**Exercise objective:** Take every line containing "struct" out of the records.
Given information Start Marker
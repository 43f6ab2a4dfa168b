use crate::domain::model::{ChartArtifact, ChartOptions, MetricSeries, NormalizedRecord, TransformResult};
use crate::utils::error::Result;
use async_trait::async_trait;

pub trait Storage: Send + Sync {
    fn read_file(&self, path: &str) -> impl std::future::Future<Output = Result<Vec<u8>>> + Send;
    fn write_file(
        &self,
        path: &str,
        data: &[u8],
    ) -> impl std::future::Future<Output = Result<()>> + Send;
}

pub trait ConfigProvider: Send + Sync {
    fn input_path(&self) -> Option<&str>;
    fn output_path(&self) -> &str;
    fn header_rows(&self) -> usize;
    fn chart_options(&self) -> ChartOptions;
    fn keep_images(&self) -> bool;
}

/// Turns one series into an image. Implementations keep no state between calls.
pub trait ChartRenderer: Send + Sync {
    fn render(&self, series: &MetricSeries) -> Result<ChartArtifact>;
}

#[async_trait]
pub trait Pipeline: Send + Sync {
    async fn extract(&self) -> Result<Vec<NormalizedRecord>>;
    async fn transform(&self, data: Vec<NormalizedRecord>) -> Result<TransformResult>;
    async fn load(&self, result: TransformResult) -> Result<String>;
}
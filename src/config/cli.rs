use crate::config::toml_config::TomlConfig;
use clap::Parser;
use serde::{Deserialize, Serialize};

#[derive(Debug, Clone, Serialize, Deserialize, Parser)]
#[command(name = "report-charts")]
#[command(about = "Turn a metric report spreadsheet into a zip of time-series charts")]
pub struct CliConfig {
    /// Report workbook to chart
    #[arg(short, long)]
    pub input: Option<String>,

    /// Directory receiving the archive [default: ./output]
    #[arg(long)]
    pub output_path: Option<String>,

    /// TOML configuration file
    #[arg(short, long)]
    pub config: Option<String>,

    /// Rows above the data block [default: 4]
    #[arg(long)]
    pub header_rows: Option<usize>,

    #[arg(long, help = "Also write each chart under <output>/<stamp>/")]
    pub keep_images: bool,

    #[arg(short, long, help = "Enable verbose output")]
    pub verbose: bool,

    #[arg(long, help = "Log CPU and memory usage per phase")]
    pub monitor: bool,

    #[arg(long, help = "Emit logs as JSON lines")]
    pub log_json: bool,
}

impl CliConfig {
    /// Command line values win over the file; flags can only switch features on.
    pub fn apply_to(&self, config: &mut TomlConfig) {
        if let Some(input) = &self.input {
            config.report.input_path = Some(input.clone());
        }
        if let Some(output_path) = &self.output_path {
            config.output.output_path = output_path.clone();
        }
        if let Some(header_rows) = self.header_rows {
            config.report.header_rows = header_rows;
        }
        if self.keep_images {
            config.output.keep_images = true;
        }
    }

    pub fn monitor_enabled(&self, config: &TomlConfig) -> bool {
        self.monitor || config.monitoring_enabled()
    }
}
Given information End Marker
Given information Start Marker
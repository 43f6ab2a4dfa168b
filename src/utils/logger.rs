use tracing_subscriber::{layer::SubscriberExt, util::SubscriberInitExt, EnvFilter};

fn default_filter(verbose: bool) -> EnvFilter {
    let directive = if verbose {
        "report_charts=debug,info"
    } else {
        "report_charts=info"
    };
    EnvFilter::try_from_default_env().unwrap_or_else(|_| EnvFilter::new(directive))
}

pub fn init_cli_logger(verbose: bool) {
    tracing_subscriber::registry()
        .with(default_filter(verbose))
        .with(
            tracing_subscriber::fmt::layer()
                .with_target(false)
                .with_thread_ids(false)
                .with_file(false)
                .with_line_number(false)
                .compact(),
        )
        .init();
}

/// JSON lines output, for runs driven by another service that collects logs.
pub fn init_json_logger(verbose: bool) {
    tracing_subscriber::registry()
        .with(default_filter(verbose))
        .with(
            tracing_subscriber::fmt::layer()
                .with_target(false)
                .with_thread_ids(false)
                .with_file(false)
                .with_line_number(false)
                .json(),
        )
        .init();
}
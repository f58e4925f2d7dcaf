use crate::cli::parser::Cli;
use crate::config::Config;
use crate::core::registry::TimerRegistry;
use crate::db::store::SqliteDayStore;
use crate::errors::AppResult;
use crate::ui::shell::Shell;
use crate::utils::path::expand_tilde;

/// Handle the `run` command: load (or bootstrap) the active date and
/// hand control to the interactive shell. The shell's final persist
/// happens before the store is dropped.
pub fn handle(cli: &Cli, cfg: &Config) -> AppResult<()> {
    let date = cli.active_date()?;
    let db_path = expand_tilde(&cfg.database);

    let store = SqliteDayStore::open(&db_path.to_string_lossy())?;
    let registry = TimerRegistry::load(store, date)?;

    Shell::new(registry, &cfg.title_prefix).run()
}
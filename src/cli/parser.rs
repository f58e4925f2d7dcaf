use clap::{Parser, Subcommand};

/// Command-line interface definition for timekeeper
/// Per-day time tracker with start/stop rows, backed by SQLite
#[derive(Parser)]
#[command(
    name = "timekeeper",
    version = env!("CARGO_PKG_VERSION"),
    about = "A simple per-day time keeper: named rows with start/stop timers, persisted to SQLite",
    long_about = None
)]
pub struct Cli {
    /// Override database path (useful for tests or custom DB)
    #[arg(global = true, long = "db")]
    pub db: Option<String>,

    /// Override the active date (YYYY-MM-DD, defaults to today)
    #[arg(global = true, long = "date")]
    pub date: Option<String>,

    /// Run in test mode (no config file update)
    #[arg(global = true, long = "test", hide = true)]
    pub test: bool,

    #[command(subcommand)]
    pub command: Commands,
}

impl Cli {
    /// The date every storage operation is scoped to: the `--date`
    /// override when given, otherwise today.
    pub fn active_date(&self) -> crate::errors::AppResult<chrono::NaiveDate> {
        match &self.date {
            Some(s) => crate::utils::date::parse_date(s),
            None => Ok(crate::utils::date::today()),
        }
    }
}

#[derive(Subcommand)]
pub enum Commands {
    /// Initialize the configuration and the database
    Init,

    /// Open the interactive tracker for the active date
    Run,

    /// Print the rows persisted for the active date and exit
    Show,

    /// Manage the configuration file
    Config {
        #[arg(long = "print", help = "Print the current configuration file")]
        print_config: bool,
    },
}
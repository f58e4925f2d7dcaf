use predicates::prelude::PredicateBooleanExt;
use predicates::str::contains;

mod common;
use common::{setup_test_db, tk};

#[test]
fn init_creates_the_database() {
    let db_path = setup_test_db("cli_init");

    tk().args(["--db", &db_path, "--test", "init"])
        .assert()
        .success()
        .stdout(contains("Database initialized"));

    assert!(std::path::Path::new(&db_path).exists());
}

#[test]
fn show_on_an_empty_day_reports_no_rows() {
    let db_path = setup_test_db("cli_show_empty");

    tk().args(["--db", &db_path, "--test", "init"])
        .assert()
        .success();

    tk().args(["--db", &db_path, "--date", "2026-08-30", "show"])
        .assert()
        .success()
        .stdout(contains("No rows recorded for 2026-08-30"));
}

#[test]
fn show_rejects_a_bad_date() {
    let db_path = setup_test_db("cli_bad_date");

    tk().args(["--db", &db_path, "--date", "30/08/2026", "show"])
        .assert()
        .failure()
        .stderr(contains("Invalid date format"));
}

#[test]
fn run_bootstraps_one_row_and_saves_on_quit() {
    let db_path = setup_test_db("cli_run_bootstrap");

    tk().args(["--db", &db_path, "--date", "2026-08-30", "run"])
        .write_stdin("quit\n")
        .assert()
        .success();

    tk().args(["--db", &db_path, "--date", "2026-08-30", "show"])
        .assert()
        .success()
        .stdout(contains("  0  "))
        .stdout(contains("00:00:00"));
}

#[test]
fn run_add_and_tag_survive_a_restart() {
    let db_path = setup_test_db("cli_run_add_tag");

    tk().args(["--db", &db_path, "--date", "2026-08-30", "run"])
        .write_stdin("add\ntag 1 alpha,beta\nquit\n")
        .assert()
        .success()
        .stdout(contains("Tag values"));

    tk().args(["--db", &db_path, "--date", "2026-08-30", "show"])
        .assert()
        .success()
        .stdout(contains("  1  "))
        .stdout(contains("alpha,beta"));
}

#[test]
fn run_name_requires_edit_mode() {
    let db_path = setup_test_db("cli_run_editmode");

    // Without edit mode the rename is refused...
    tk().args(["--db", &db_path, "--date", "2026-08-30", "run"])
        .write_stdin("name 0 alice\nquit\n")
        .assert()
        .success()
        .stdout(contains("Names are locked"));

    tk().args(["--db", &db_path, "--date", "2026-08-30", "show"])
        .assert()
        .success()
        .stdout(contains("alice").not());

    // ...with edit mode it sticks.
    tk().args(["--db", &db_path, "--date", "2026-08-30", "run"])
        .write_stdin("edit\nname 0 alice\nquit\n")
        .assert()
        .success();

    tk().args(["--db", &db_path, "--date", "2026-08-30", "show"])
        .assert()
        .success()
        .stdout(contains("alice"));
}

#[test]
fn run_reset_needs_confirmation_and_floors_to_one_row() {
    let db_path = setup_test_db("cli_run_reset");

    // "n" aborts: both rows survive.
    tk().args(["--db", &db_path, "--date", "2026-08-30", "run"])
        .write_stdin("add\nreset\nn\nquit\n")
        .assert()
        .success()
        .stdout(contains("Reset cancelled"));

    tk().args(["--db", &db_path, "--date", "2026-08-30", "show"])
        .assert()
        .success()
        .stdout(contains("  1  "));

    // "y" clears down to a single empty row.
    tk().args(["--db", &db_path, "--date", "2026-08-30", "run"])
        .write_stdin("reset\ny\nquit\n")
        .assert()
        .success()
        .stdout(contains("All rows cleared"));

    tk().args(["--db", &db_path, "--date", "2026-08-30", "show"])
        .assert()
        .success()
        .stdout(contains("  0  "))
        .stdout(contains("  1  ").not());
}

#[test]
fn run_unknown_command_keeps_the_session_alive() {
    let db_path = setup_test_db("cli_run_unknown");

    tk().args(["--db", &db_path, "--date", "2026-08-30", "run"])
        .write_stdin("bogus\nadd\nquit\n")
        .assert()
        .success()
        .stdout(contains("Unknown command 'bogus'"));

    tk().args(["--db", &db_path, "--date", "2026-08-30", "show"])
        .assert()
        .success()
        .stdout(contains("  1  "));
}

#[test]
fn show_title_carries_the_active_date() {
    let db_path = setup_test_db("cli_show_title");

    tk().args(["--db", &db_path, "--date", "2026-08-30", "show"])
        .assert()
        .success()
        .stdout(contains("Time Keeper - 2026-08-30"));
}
Given information End Marker
Given information Start Marker
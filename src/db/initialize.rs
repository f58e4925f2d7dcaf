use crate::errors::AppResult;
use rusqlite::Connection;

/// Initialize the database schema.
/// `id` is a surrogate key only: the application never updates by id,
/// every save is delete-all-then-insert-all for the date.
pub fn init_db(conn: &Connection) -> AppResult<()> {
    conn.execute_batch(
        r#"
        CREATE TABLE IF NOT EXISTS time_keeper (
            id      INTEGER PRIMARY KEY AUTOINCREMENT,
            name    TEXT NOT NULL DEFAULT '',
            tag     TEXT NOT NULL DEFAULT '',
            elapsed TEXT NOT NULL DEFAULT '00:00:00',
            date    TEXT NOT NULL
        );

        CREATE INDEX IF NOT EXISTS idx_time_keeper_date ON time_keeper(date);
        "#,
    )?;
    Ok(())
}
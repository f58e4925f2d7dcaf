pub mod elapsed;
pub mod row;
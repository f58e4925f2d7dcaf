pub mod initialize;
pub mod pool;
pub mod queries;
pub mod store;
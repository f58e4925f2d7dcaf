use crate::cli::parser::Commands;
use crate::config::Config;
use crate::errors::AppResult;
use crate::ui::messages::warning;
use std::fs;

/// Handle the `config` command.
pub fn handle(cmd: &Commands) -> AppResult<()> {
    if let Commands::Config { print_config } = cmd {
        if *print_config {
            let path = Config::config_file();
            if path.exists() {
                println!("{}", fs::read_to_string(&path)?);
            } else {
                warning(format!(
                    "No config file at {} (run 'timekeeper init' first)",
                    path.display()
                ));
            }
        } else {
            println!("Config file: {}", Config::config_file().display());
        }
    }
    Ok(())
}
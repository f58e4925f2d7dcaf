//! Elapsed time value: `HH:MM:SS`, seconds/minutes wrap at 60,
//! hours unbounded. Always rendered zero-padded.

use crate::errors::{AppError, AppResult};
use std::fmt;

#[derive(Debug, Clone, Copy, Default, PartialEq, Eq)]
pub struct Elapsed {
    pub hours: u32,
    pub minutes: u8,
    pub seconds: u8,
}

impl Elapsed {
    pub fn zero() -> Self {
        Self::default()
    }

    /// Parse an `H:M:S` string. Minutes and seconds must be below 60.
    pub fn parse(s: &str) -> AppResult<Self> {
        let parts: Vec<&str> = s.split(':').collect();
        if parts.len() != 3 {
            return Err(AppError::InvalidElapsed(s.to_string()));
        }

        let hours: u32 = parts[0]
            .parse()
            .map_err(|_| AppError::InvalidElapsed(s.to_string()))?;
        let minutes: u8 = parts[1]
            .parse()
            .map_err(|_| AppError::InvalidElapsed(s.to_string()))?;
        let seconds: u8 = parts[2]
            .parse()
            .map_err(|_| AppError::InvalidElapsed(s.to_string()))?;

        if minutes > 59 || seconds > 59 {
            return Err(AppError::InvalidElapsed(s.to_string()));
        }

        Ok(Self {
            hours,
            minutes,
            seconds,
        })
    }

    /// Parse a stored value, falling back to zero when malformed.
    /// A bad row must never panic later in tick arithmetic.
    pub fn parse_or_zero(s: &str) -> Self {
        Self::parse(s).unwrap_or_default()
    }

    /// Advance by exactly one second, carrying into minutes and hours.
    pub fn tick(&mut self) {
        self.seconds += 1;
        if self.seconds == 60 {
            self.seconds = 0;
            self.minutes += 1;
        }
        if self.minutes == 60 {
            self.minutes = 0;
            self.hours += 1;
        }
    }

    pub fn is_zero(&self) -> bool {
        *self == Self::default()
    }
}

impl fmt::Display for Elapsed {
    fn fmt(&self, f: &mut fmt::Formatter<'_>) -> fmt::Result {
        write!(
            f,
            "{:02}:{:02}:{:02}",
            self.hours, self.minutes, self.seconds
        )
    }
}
Given information End Marker
**Response for this exercise:**
pub struct CliConfig {
pub struct Cli {
pub struct Elapsed {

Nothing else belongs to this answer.